Background: There were nearly 33,000 admissions to Department of Veterans Affairs hospitals for alcohol withdrawal syndrome (AWS) in fiscal year 2017. Symptom-triggered management is the standard of care and, when employed effectively, the number of medication doses during admission is a good proxy for clinical severity of withdrawal. Several evidence-based algorithms for outpatient management of low risk withdrawal have been described in the literature. Chart review of 424 AWS admissions over 18 months showed 65% received three or fewer doses of symptom triggered medication, indicating low risk and good candidacy for outpatient management.
Purpose: The purpose of this project was to increase the number of patients treated for AWS as outpatients and decrease hospital admissions without increasing readmissions or clinical deterioration requiring transfer to a higher level of care.
Description: Our innovation consists of four core operational changes:1. Standardized risk stratification in the Emergency Department(ED) to identify low risk patients for outpatient treatment
2. Benzodiazepine sparing symptom triggered medication regimen
3. Daily clinical dashboard surveillance and risk stratification for continued hospital stay
4. Telephone follow up for patients discharged from the ED or hospital
We chose a risk stratification algorithm previously described by Stephens et. Al. with the only modification being a change in the outpatient fixed dose regimens to five days of Gabapentin or three days of Lorazepam. Heart rate > 100 AND systolic blood pressure >165 were added to the standard Clinical Institute Withdrawal Assessment (CIWA) score as thresholds for medication dosing, dramatically decreasing the number of doses given. An operational dashboard was developed to identify current inpatients on CIWA which a hospitalist surveilled daily and reminded attendings to risk stratify and discharge low risk patients. Placement of an electronic-consult triggered three days of hospitalist telephone follow up for all homegoing ED patients and selected homegoing floor patients.
The project was implemented mid-February 2018 and 8 months of follow up data are now available:
1. Reduction in admissions from 24 to 14 per month (50%)

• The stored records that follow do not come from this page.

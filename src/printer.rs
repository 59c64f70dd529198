//! Human-readable dumps of routes and flow entries, for debug logging and test failure output.

use crate::flow::{Action, FlowEntry, FlowMatch};
use crate::routes::HostRouteInstaller;
use crate::spf::RouteTable;
use std::fmt::Write as _;

/// One line per `(src, dst, out_port)` triple in the route table, sorted for stable output.
pub fn format_route_table(routes: &RouteTable) -> String {
    let mut rows: Vec<_> = routes.iter().collect();
    rows.sort_by_key(|(src, dst, _)| (*src, *dst));
    let mut out = String::new();
    for (src, dst, next_hop) in rows {
        let _ = writeln!(out, "{} -> {} via port {}", src, dst, next_hop.out_port);
    }
    out
}

/// One line per installed SPS route in the Host-Route Installer's shadow, sorted for stable
/// output.
pub fn format_installed_routes(installer: &HostRouteInstaller) -> String {
    let mut rows: Vec<_> = installer.installed_entries().collect();
    rows.sort_by(|a, b| (a.0, a.1).cmp(&(b.0, b.1)));
    let mut out = String::new();
    for (switch, device_key, ipv4, out_port) in rows {
        let _ = writeln!(out, "{}: {} ({}) -> out {}", switch, device_key, ipv4, out_port);
    }
    out
}

/// One line describing a flow entry's match and actions, for logs and test assertions.
pub fn format_flow_entry(entry: &FlowEntry) -> String {
    format!(
        "table={} priority={} match={{{}}} actions=[{}] idle={} hard={}",
        entry.table,
        entry.priority,
        format_match(&entry.flow_match),
        entry.actions.iter().map(format_action).collect::<Vec<_>>().join(", "),
        entry.idle_timeout,
        entry.hard_timeout,
    )
}

fn format_match(m: &FlowMatch) -> String {
    let mut parts = Vec::new();
    if let Some(v) = m.eth_type {
        parts.push(format!("eth_type=0x{:04x}", v));
    }
    if let Some(v) = m.arp_tpa {
        parts.push(format!("arp_tpa={}", v));
    }
    if let Some(v) = m.ipv4_dst {
        parts.push(format!("ipv4_dst={}", v));
    }
    if let Some(v) = m.ipv4_src {
        parts.push(format!("ipv4_src={}", v));
    }
    if let Some(v) = m.ip_proto {
        parts.push(format!("ip_proto={}", v));
    }
    if let Some(v) = m.tcp_dst {
        parts.push(format!("tcp_dst={}", v));
    }
    if let Some(v) = m.tcp_src {
        parts.push(format!("tcp_src={}", v));
    }
    parts.join(", ")
}

fn format_action(action: &Action) -> String {
    match action {
        Action::Output(port) => format!("output({})", port),
        Action::ToController => "to_controller".to_string(),
        Action::SetEthSrc(mac) => format!("set_eth_src({})", mac),
        Action::SetEthDst(mac) => format!("set_eth_dst({})", mac),
        Action::SetIpv4Src(ip) => format!("set_ipv4_src({})", ip),
        Action::SetIpv4Dst(ip) => format!("set_ipv4_dst({})", ip),
        Action::GotoTable(table) => format!("goto_table({})", table),
    }
}
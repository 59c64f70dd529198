//! Error types for every component (§7).
//!
//! Nothing in the core is fatal at runtime except a missing `table` config key at module init
//! (§7). Every other error kind here is logged by the caller and the offending event or entry is
//! dropped without corrupting state.

use crate::types::{DeviceKey, Ipv4Addr, MacAddr, SwitchId};
use thiserror::Error;

/// Errors raised by the Topology Store (C1).
#[derive(Debug, Error, Clone, PartialEq, Eq)]
pub enum TopologyError {
    /// A link referenced a switch id this store has never seen. Per §7 (`TopologyInconsistent`)
    /// this is not fatal: the caller buffers nothing special, it simply does not route over this
    /// switch until a matching `switch-added` event arrives.
    #[error("link references unknown switch {0}")]
    UnknownSwitch(SwitchId),
    /// A host event referenced a device key this store has never seen (only possible on removal).
    #[error("unknown host device key {0:?}")]
    UnknownHost(DeviceKey),
}

/// Errors raised while parsing the VIP registry configuration grammar (C4, §4.4, §7 `ConfigInvalid`).
#[derive(Debug, Error, Clone, PartialEq, Eq)]
pub enum ConfigError {
    /// The `table` configuration key was absent. Per §7 this is the one fatal startup condition.
    #[error("required `table` configuration key is missing")]
    MissingTable,
    /// The `table` key for the LB table and the SPS table resolved to the same id; §4.6 requires
    /// them to differ.
    #[error("lb table id and sps table id must differ, both were {0}")]
    TableCollision(u8),
    /// A single `VIP_entry` in the `instances` grammar did not parse. The entry is skipped and the
    /// registry continues with whatever else parsed (§4.4, §7).
    #[error("malformed VIP entry {0:?}: {1}")]
    MalformedEntry(String, &'static str),
    /// The `table` configuration value was present but not a valid table id.
    #[error("invalid `table` configuration value {0:?}")]
    InvalidTable(String),
}

/// Errors raised resolving a backend's MAC address via the device service (§4.5, §7 `ResolutionMiss`).
#[derive(Debug, Error, Clone, PartialEq, Eq)]
pub enum DeviceError {
    /// The device service returned no MAC for the given backend IP. The SYN is dropped; the
    /// client will retransmit, giving another chance once the device is learned (§4.7).
    #[error("no MAC known for backend {0}")]
    ResolutionMiss(Ipv4Addr),
}

/// Errors raised while decoding a packet-in's Ethernet frame (§7 `ProtocolViolation`).
#[derive(Debug, Error, Clone, PartialEq, Eq)]
pub enum PacketError {
    /// The frame bytes could not be parsed as a well-formed Ethernet/ARP/IPv4/TCP frame.
    #[error("malformed packet-in frame: {0}")]
    Malformed(String),
}

/// Errors raised sending a flow-mod or packet-out to a switch (§7 `SwitchUnavailable`).
#[derive(Debug, Error, Clone, PartialEq, Eq)]
pub enum SwitchServiceError {
    /// The target switch is not currently connected. The operation is dropped; the installed
    /// shadow is left untouched so the next sweep retries (§4.7).
    #[error("switch {0} is not connected")]
    NotConnected(SwitchId),
    /// The device service has no record matching the given MAC (used by printer/debug tooling).
    #[error("no device record for MAC {0}")]
    UnknownDevice(MacAddr),
}

/// Umbrella error type for the dispatcher (C7) and any external caller that wants a single type.
#[derive(Debug, Error)]
pub enum CoreError {
    /// Propagated from the Topology Store.
    #[error("topology error: {0}")]
    Topology(#[from] TopologyError),
    /// Propagated from configuration parsing.
    #[error("config error: {0}")]
    Config(#[from] ConfigError),
    /// Propagated from backend MAC resolution.
    #[error("device error: {0}")]
    Device(#[from] DeviceError),
    /// Propagated from packet-in decoding.
    #[error("packet error: {0}")]
    Packet(#[from] PacketError),
    /// Propagated from a switch-mod/packet-out send.
    #[error("switch service error: {0}")]
    SwitchService(#[from] SwitchServiceError),
}
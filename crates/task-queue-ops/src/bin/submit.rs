use clap::Parser;
use task_queue_client::TaskQueueAsyncClient;
use task_queue_ops::cli::CommonArgs;
use task_queue_ops::submit::{self, TaskOverrides};
use task_queue_ops::{identity, logging, OpsConfig, Prompt};

#[derive(Parser, Debug)]
#[command(name = "tq-submit")]
#[command(about = "Submit a task and optionally revoke it", long_about = None)]
struct Args {
    #[command(flatten)]
    common: CommonArgs,

    /// Task name (overrides the configuration file)
    #[arg(short, long)]
    task: Option<String>,

    /// Task payload
    #[arg(short, long)]
    payload: Option<String>,

    /// Target queue (defaults to <user>@<host>)
    #[arg(short, long)]
    queue: Option<String>,
}

#[tokio::main]
async fn main() -> anyhow::Result<()> {
    let args = Args::parse();
    logging::init(args.common.verbose);

    let config = OpsConfig::load(&args.common)?;
    let signal = config.revoke_signal()?;

    let overrides = TaskOverrides {
        name: args.task,
        payload: args.payload,
        queue: args.queue,
    };
    let signature = submit::signature_from(&config.task, overrides, identity::local_worker_name)?;

    let client =
        TaskQueueAsyncClient::connect_with_timeout(&config.broker_address, config.request_timeout())
            .await?;

    let mut prompt = Prompt::stdio();
    submit::submit_task(&client, &mut prompt, signature, signal).await?;

    Ok(())
}
use tracing_subscriber::{layer::SubscriberExt, util::SubscriberInitExt, EnvFilter};

/// Install the stderr tracing subscriber.
///
/// `RUST_LOG` wins when set; otherwise `warn`, or `debug` with `--verbose`.
/// Stdout is left to the operator dialogue.
pub fn init(verbose: bool) {
    let default_level = if verbose { "debug" } else { "warn" };

    tracing_subscriber::registry()
        .with(EnvFilter::try_from_default_env().unwrap_or_else(|_| default_level.into()))
        .with(
            tracing_subscriber::fmt::layer()
                .with_target(false)
                .with_writer(std::io::stderr),
        )
        .init();
}
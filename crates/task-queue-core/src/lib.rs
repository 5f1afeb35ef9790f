mod task;
mod worker;
mod revoke;
mod error;

pub use task::{TaskHandle, TaskId, TaskName, TaskPayload, TaskSignature};
pub use worker::{ActiveTask, ActiveTasks, WorkerName};
pub use revoke::{RevokeRequest, RevokeSignal};
pub use error::{TaskError, Result};

pub const MAX_PAYLOAD_SIZE: usize = 10 * 1024 * 1024; // 10MB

2. Reduction in hospital wide all cause readmissions from 4/month to less than 1
3. Reduction in length of stay from 3.5 to 2.0 days (40%)

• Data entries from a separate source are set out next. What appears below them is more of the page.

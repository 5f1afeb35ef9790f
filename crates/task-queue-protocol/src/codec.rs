use crate::{Message, MessageType, ProtocolError, Result, MAX_MESSAGE_SIZE};
use bytes::{Buf, BufMut, BytesMut};
use tokio_util::codec::{Decoder, Encoder};

/// Codec for encoding/decoding messages with length-prefixed framing
///
/// Frame format: [4-byte length (big-endian)] [1-byte message type] [payload]
///
/// The length covers the type byte and the payload.
pub struct MessageCodec;

impl Decoder for MessageCodec {
    type Item = Message;
    type Error = ProtocolError;

    fn decode(&mut self, src: &mut BytesMut) -> Result<Option<Self::Item>> {
        // Length prefix not fully buffered yet
        if src.len() < 4 {
            return Ok(None);
        }

        // Peek at the length; nothing is consumed until the frame is complete
        let mut length_bytes = [0u8; 4];
        length_bytes.copy_from_slice(&src[0..4]);
        let length = u32::from_be_bytes(length_bytes) as usize;

        // A frame always carries at least the type byte
        if length == 0 {
            return Err(ProtocolError::EmptyFrame);
        }

        if length > MAX_MESSAGE_SIZE {
            return Err(ProtocolError::MessageTooLarge(length));
        }

        // Partial frame, wait for more bytes
        if src.len() < 4 + length {
            src.reserve(4 + length - src.len());
            return Ok(None);
        }

        src.advance(4); // length prefix

        // Consume the whole frame even when the type byte is unknown
        let msg_type_byte = src.get_u8();
        let payload = src.split_to(length - 1);

        let msg_type = MessageType::from_u8(msg_type_byte)
            .ok_or(ProtocolError::InvalidMessageType(msg_type_byte))?;

        let message = match msg_type {
            // Requests
            MessageType::SendTask => Message::SendTask(bincode::deserialize(&payload)?),
            MessageType::Revoke => Message::Revoke(bincode::deserialize(&payload)?),
            MessageType::InspectActive => Message::InspectActive(bincode::deserialize(&payload)?),
            // Replies
            MessageType::ActiveReport => Message::ActiveReport(bincode::deserialize(&payload)?),
            MessageType::Ack => Message::Ack(bincode::deserialize(&payload)?),
            MessageType::Nack => Message::Nack(bincode::deserialize(&payload)?),
        };

        Ok(Some(message))
    }
}

impl Encoder<Message> for MessageCodec {
    type Error = ProtocolError;

    fn encode(&mut self, item: Message, dst: &mut BytesMut) -> Result<()> {
        // Serialize the body first; its size decides the prefix
        let payload = match &item {
            Message::SendTask(req) => bincode::serialize(req)?,
            Message::Revoke(req) => bincode::serialize(req)?,
            Message::InspectActive(req) => bincode::serialize(req)?,
            Message::ActiveReport(resp) => bincode::serialize(resp)?,
            Message::Ack(resp) => bincode::serialize(resp)?,
            Message::Nack(resp) => bincode::serialize(resp)?,
        };

        let total_length = 1 + payload.len(); // type byte + payload
        if total_length > MAX_MESSAGE_SIZE {
            return Err(ProtocolError::MessageTooLarge(total_length));
        }

        dst.reserve(4 + total_length);

        // [len][type][payload]
        dst.put_u32(total_length as u32);
        dst.put_u8(item.message_type().as_u8());
        dst.put_slice(&payload);

        Ok(())
    }
}
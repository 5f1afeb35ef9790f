use crate::async_client::TaskQueueAsyncClient;
use crate::{ClientError, Result, DEFAULT_REQUEST_TIMEOUT};
use std::time::Duration;
use task_queue_core::{ActiveTasks, RevokeSignal, TaskHandle, TaskId, TaskSignature, WorkerName};

/// Synchronous client for task queue (wraps async client)
pub struct TaskQueueClient {
    runtime: tokio::runtime::Runtime,
    broker_address: String,
    request_timeout: Duration,
}

impl TaskQueueClient {
    /// Connect to broker
    pub fn connect(broker_address: impl Into<String>) -> Result<Self> {
        Self::connect_with_timeout(broker_address, DEFAULT_REQUEST_TIMEOUT)
    }

    pub fn connect_with_timeout(
        broker_address: impl Into<String>,
        request_timeout: Duration,
    ) -> Result<Self> {
        let runtime = tokio::runtime::Builder::new_current_thread()
            .enable_all()
            .build()
            .map_err(|e| ClientError::ConnectionError(e.to_string()))?;

        Ok(TaskQueueClient {
            runtime,
            broker_address: broker_address.into(),
            request_timeout,
        })
    }

    fn with_client<T, F, Fut>(&self, f: F) -> Result<T>
    where
        F: FnOnce(TaskQueueAsyncClient) -> Fut,
        Fut: std::future::Future<Output = Result<T>>,
    {
        self.runtime.block_on(async {
            let client =
                TaskQueueAsyncClient::connect_with_timeout(&self.broker_address, self.request_timeout)
                    .await?;
            f(client).await
        })
    }

    /// Submit a task
    pub fn send_task(&self, signature: TaskSignature) -> Result<TaskHandle> {
        self.with_client(|client| async move { client.send_task(signature).await })
    }

    /// Revoke a single task
    pub fn revoke(&self, task_id: TaskId, terminate: bool, signal: RevokeSignal) -> Result<()> {
        self.with_client(|client| async move { client.revoke(task_id, terminate, signal).await })
    }

    /// Inspect active tasks
    pub fn inspect_active(&self, destination: Option<Vec<WorkerName>>) -> Result<ActiveTasks> {
        self.with_client(|client| async move { client.inspect_active(destination).await })
    }
}
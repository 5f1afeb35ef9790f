use crate::{TaskError, Result, MAX_PAYLOAD_SIZE};
use serde::{Deserialize, Serialize};
use std::fmt;
use uuid::Uuid;

/// Unique identifier for a task
pub type TaskId = Uuid;

/// Registered task name (e.g., "send_email", "tasks.add")
pub type TaskName = String;

/// Task payload (arbitrary bytes)
pub type TaskPayload = Vec<u8>;

/// A request to run a named task on a named queue
#[derive(Debug, Clone, PartialEq, Eq, Serialize, Deserialize)]
pub struct TaskSignature {
    /// Identifier assigned at submission time
    pub id: TaskId,

    /// Task name the worker dispatches on
    pub name: TaskName,

    /// Task payload (arbitrary bytes, max 10MB)
    pub payload: TaskPayload,

    /// Queue the broker routes the task to
    pub queue: String,
}

impl TaskSignature {
    /// Create a new signature with a fresh identifier
    pub fn new(
        name: impl Into<TaskName>,
        payload: TaskPayload,
        queue: impl Into<String>,
    ) -> Result<Self> {
        let name = name.into();
        let queue = queue.into();

        if name.trim().is_empty() {
            return Err(TaskError::EmptyTaskName);
        }

        if queue.trim().is_empty() {
            return Err(TaskError::EmptyQueueName);
        }

        if payload.len() > MAX_PAYLOAD_SIZE {
            return Err(TaskError::PayloadTooLarge {
                max: MAX_PAYLOAD_SIZE,
                actual: payload.len(),
            });
        }

        Ok(TaskSignature {
            id: Uuid::new_v4(),
            name,
            payload,
            queue,
        })
    }

    /// Handle the caller keeps once the broker accepted the signature
    pub fn handle(&self) -> TaskHandle {
        TaskHandle {
            id: self.id,
            name: self.name.clone(),
            queue: self.queue.clone(),
        }
    }
}

/// Reference to a submitted task
#[derive(Debug, Clone, PartialEq, Eq, Serialize, Deserialize)]
pub struct TaskHandle {
    pub id: TaskId,
    pub name: TaskName,
    pub queue: String,
}

impl fmt::Display for TaskHandle {
    fn fmt(&self, f: &mut fmt::Formatter<'_>) -> fmt::Result {
        write!(f, "<TaskHandle {}[{}]>", self.name, self.id)
    }
}
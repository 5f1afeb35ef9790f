use crate::{OpsError, Result};
use task_queue_core::WorkerName;

/// Environment variables consulted for the login name, in order
const USER_VARS: [&str; 4] = ["LOGNAME", "USER", "LNAME", "USERNAME"];

/// Login name of the current user
pub fn current_user() -> Result<String> {
    user_from(|var| std::env::var(var).ok())
}

fn user_from<F>(lookup: F) -> Result<String>
where
    F: Fn(&str) -> Option<String>,
{
    USER_VARS
        .iter()
        .filter_map(|var| lookup(var))
        .map(|value| value.trim().to_string())
        .find(|value| !value.is_empty())
        .ok_or(OpsError::Identity("current user"))
}

pub fn local_hostname() -> Result<String> {
    hostname::get()
        .ok()
        .and_then(|h| h.into_string().ok())
        .filter(|h| !h.is_empty())
        .ok_or(OpsError::Identity("local hostname"))
}

/// `<user>@<host>` name of the worker (and queue) owned by this login
pub fn local_worker_name() -> Result<WorkerName> {
    Ok(WorkerName::for_local(&current_user()?, &local_hostname()?))
}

4. Reduction in the number of CIWA notes by nursing staff from 810/month to 430(47%)
5. Reduction in intensive care unit transfers from the floor for severe AWS
Conclusions: A combination of clinical best practice, electronic medical record innovation and use of an operational dashboard decreased hospital admissions, readmissions, length of stay and nursing workload for AWS while improving patient safety. Although this was accomplished in a Veterans Affairs hospital, implementation would be feasible at any hospital with an electronic medical record and a corporate data warehouse.
To cite this abstract:Patrick, RM; Brown, LZ. DECREASING ADMISSIONS, READMISSIONS AND LENGTH OF STAY WHILE IMPROVING PATIENT SAFETY FOR ALCOHOL WITHDRAWAL SYNDROME. Abstract published at Hospital Medicine 2019, March 24-27, National Harbor, Md. Abstract Plenary. https://www.shmabstracts.com/abstract/decreasing-admissions-readmissions-and-length-of-stay-while-improving-patient-safety-for-alcohol-withdrawal-syndrome/. Accessed February 19, 2020.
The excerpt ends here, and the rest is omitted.